▶ **AIM OF THE TASK**: Copy out each line below exactly as it appears.

Collected data:
Start of Block
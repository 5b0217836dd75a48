//! Stop predicates.
//!
//! A stop predicate is evaluated before every record of a partition, and once
//! with `None` whenever the partition has no further record available. It is
//! the only cancellation mechanism of a consumption call.

use std::sync::Arc;
use std::sync::atomic::{AtomicBool, AtomicU64, Ordering};
use std::time::Duration;

use crate::event::Event;

/// Shared stop predicate. `None` is the idle sentinel.
pub type StopPredicate<T> = Arc<dyn Fn(Option<&Event<T>>) -> bool + Send + Sync>;

/// Wrap a closure as a [`StopPredicate`].
pub fn predicate<T>(f: impl Fn(Option<&Event<T>>) -> bool + Send + Sync + 'static) -> StopPredicate<T> {
    Arc::new(f)
}

/// Never stops. Used for full snapshot replay.
pub fn never<T>() -> StopPredicate<T> {
    Arc::new(|_| false)
}

/// Stops a partition as soon as it has no record available.
pub fn when_caught_up<T>() -> StopPredicate<T> {
    Arc::new(|event| event.is_none())
}

/// Stops a partition when it is idle or an event is less than `lag` behind
/// the head of the partition. The triggering event is not consumed.
pub fn when_lag_below<T>(lag: Duration) -> StopPredicate<T> {
    Arc::new(move |event| event.is_none_or(|e| e.lag() < lag))
}

/// Stops every partition once `n` events have been let through in total.
///
/// The counter is shared by all partitions the predicate is handed to.
pub fn after_events<T>(n: u64) -> StopPredicate<T> {
    let seen = AtomicU64::new(0);
    Arc::new(move |event| match event {
        Some(_) => seen.fetch_add(1, Ordering::AcqRel) >= n,
        None => seen.load(Ordering::Acquire) >= n,
    })
}

/// Stops once `flag` is set, regardless of the event.
///
/// Lets a caller layer an external cancellation signal or a deadline on top
/// of any consumption call.
pub fn flag<T>(flag: Arc<AtomicBool>) -> StopPredicate<T> {
    Arc::new(move |_| flag.load(Ordering::Acquire))
}

/// Stops when either predicate stops.
pub fn or<T: 'static>(a: StopPredicate<T>, b: StopPredicate<T>) -> StopPredicate<T> {
    Arc::new(move |event| a(event) || b(event))
}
End of Block
▶ **COMPLETED EXERCISE**:
repository 5b0217836dd75a48
//! Stop predicates.
//!
//! A stop predicate is evaluated before every record of a partition, and once
//! with `None` whenever the partition has no further record available. It is
//! the only cancellation mechanism of a consumption call.

use std::sync::Arc;
use std::sync::atomic::{AtomicBool, AtomicU64, Ordering};
use std::time::Duration;

use crate::event::Event;

/// Shared stop predicate. `None` is the idle sentinel.
pub type StopPredicate<T> = Arc<dyn Fn(Option<&Event<T>>) -> bool + Send + Sync>;

/// Wrap a closure as a [`StopPredicate`].
pub fn predicate<T>(f: impl Fn(Option<&Event<T>>) -> bool + Send + Sync + 'static) -> StopPredicate<T> {
    Arc::new(f)
}

/// Never stops. Used for full snapshot replay.
pub fn never<T>() -> StopPredicate<T> {
    Arc::new(|_| false)
}

/// Stops a partition as soon as it has no record available.
pub fn when_caught_up<T>() -> StopPredicate<T> {
    Arc::new(|event| event.is_none())
}

/// Stops a partition when it is idle or an event is less than `lag` behind
/// the head of the partition. The triggering event is not consumed.
pub fn when_lag_below<T>(lag: Duration) -> StopPredicate<T> {
    Arc::new(move |event| event.is_none_or(|e| e.lag() < lag))
}

/// Stops every partition once `n` events have been let through in total.
///
/// The counter is shared by all partitions the predicate is handed to.
pub fn after_events<T>(n: u64) -> StopPredicate<T> {
    let seen = AtomicU64::new(0);
    Arc::new(move |event| match event {
        Some(_) => seen.fetch_add(1, Ordering::AcqRel) >= n,
        None => seen.load(Ordering::Acquire) >= n,
    })
}

/// Stops once `flag` is set, regardless of the event.
///
/// Lets a caller layer an external cancellation signal or a deadline on top
/// of any consumption call.
pub fn flag<T>(flag: Arc<AtomicBool>) -> StopPredicate<T> {
    Arc::new(move |_| flag.load(Ordering::Acquire))
}

/// Stops when either predicate stops.
pub fn or<T: 'static>(a: StopPredicate<T>, b: StopPredicate<T>) -> StopPredicate<T> {
    Arc::new(move |event| a(event) || b(event))
}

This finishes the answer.